Soffoca il forte disappunto e sceglie De Filippo e il tasto dell’ironia Patrizio Bertin, presidente di Confcommercio Ascom Padova per commentare l’ennesimo provvedimento “a scatola chiusa” sulla viabilità deciso dall’amministrazione municipale.
“Apprendiamo dalla stampa – continua il presidente dei commercianti padovani – che la giunta ha deliberato un progetto per Largo Europa del quale eravamo totalmente all’oscuro. Se questo è il “costante dialogo” che, a parole, si professa a Palazzo Moroni, direi che mai fu più calzante il detto che recita “si predica bene e si razzola male”. Anche in questo caso (e purtroppo non è il primo e temo che non sarà nemmeno l’ultimo), veniamo a conoscenza di scelte determinanti per il commercio cittadino già effettuate e sulle quali, ovviamente, avremmo voluto poter esprimere il nostro parere”.

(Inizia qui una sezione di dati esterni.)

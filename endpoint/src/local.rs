//! Endpoint variant that drives a locally spawned image CLI, with the
//! child's stdout/stdin exposed as the image byte streams.

use std::io::{Read, Write};
use std::process::{Child, ChildStdin, ChildStdout, Command, Stdio};
use std::sync::Mutex;

use common::endpoint::{Endpoint, EndpointError, ImageSink, ImageSource};
use common::image::{self, Image};

pub struct LocalEndpoint {
    program: String,
    last_error: Mutex<String>,
}

impl LocalEndpoint {
    pub fn new() -> Self {
        Self::with_program("docker")
    }

    /// Use a different image CLI executable, mainly so tests can substitute
    /// a stub for `docker`.
    pub fn with_program(program: impl Into<String>) -> Self {
        Self {
            program: program.into(),
            last_error: Mutex::new(String::new()),
        }
    }

    fn record<T>(&self, result: Result<T, EndpointError>) -> Result<T, EndpointError> {
        if let Err(error) = &result {
            *self.last_error.lock().unwrap() = error.to_string();
        }
        result
    }

    fn spawn(&self, args: &[&str], stdin: Stdio, stdout: Stdio) -> Result<Child, EndpointError> {
        tracing::debug!("spawning {} {:?}", self.program, args);
        Command::new(&self.program)
            .args(args)
            .stdin(stdin)
            .stdout(stdout)
            .stderr(Stdio::piped())
            .spawn()
            .map_err(|err| {
                EndpointError::Connection(format!("failed to spawn {:?}: {err}", self.program))
            })
    }

    fn list_images_inner(&self) -> Result<Vec<Image>, EndpointError> {
        let output = Command::new(&self.program)
            .args(["images", "--format", "json"])
            .output()
            .map_err(|err| {
                EndpointError::Connection(format!("failed to run {:?}: {err}", self.program))
            })?;
        let stderr = String::from_utf8_lossy(&output.stderr);
        if !stderr.trim().is_empty() {
            return Err(EndpointError::Command(stderr.trim().to_string()));
        }
        let stdout = String::from_utf8_lossy(&output.stdout);
        image::parse_image_listing(&stdout)
            .map_err(|err| EndpointError::Command(format!("{err:#}")))
    }
}

impl Default for LocalEndpoint {
    fn default() -> Self {
        Self::new()
    }
}

impl Endpoint for LocalEndpoint {
    fn list_images(&self) -> Result<Vec<Image>, EndpointError> {
        let result = self.list_images_inner();
        self.record(result)
    }

    fn open_read_stream(&self, image: &Image) -> Result<Box<dyn ImageSource>, EndpointError> {
        let result = self
            .spawn(&["save", image.name()], Stdio::null(), Stdio::piped())
            .and_then(|child| {
                Ok(Box::new(LocalImageSource::new(child)?) as Box<dyn ImageSource>)
            });
        self.record(result)
    }

    fn open_write_stream(&self) -> Result<Box<dyn ImageSink>, EndpointError> {
        let result = self
            .spawn(&["load"], Stdio::piped(), Stdio::null())
            .and_then(|child| Ok(Box::new(LocalImageSink::new(child)?) as Box<dyn ImageSink>));
        self.record(result)
    }

    fn last_error(&self) -> String {
        self.last_error.lock().unwrap().clone()
    }
}

/// Collect the child's stderr and exit status once its streams are done.
fn reap(child: &mut Child) -> Result<(), EndpointError> {
    let mut stderr_text = String::new();
    if let Some(mut stderr) = child.stderr.take() {
        let _ = stderr.read_to_string(&mut stderr_text);
    }
    let status = child.wait()?;
    let stderr_text = stderr_text.trim();
    if !stderr_text.is_empty() {
        return Err(EndpointError::Command(stderr_text.to_string()));
    }
    if !status.success() {
        return Err(EndpointError::Command(format!(
            "image command exited with {status}"
        )));
    }
    Ok(())
}

struct LocalImageSource {
    child: Child,
    stdout: ChildStdout,
}

impl LocalImageSource {
    fn new(mut child: Child) -> Result<Self, EndpointError> {
        let stdout = child
            .stdout
            .take()
            .ok_or_else(|| EndpointError::Connection("child stdout was not captured".to_string()))?;
        Ok(Self { child, stdout })
    }
}

impl Read for LocalImageSource {
    fn read(&mut self, buf: &mut [u8]) -> std::io::Result<usize> {
        self.stdout.read(buf)
    }
}

impl ImageSource for LocalImageSource {
    fn finish(mut self: Box<Self>) -> Result<(), EndpointError> {
        reap(&mut self.child)
    }
}

impl Drop for LocalImageSource {
    fn drop(&mut self) {
        // an abandoned stream must not leak the child process
        let _ = self.child.kill();
        let _ = self.child.wait();
    }
}

struct LocalImageSink {
    child: Child,
    stdin: Option<ChildStdin>,
}

impl LocalImageSink {
    fn new(mut child: Child) -> Result<Self, EndpointError> {
        let stdin = child
            .stdin
            .take()
            .ok_or_else(|| EndpointError::Connection("child stdin was not captured".to_string()))?;
        Ok(Self {
            child,
            stdin: Some(stdin),
        })
    }
}

impl std::io::Write for LocalImageSink {
    fn write(&mut self, buf: &[u8]) -> std::io::Result<usize> {
        match self.stdin.as_mut() {
            Some(stdin) => stdin.write(buf),
            None => Err(std::io::Error::other("stream already closed")),
        }
    }

    fn flush(&mut self) -> std::io::Result<()> {
        match self.stdin.as_mut() {
            Some(stdin) => stdin.flush(),
            None => Ok(()),
        }
    }
}

impl ImageSink for LocalImageSink {
    fn finish(mut self: Box<Self>) -> Result<(), EndpointError> {
        // closing stdin tells the importer the archive is complete
        drop(self.stdin.take());
        reap(&mut self.child)
    }
}

impl Drop for LocalImageSink {
    fn drop(&mut self) {
        drop(self.stdin.take());
        let _ = self.child.kill();
        let _ = self.child.wait();
    }
}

Di sicuro, a ridosso del Natale, una preoccupazione in più per i commercianti del centro storico.
“Si parla di febbraio – analizza Bertin – per cui le festività dovrebbero limitarsi ai già sufficienti disagi connessi alle decine di cantieri presenti in città per il tram e non solo. Non entro nel merito del provvedimento (anche perchè farei fatica visto che nessuno si è degnato di farci partecipi dei particolari), ma sono comunque preoccupato perchè ogni scelta determina vantaggi e svantaggi per chi lavora nelle aree interessate. Questi colleghi meriterebbero di essere informati? La variazione dei sensi di marcia quanto impatterà? E i parcheggi? Aumenteranno o diminuiranno? Credo siano domande legittime che avremmo rivolto agli assessori competenti se ci fosse stato un confronto. Chiedo: c’è ancora la disponibilità dell’amministrazione a confrontarsi sul provvedimento o sulla viabilità dobbiamo accettare solo “diktat”?”
“Un’ultima annotazione – conclude il presidente dell’Ascom Confcommercio di Padova – ed è relativa al fatto che a fronte del roseo futuro che ci viene prospettato da Palazzo Moroni, il confronto con la realtà è di tutt’altro tenore: i negozi chiudono. Certo: non solo per questo, ma sicuramente anche per questo!”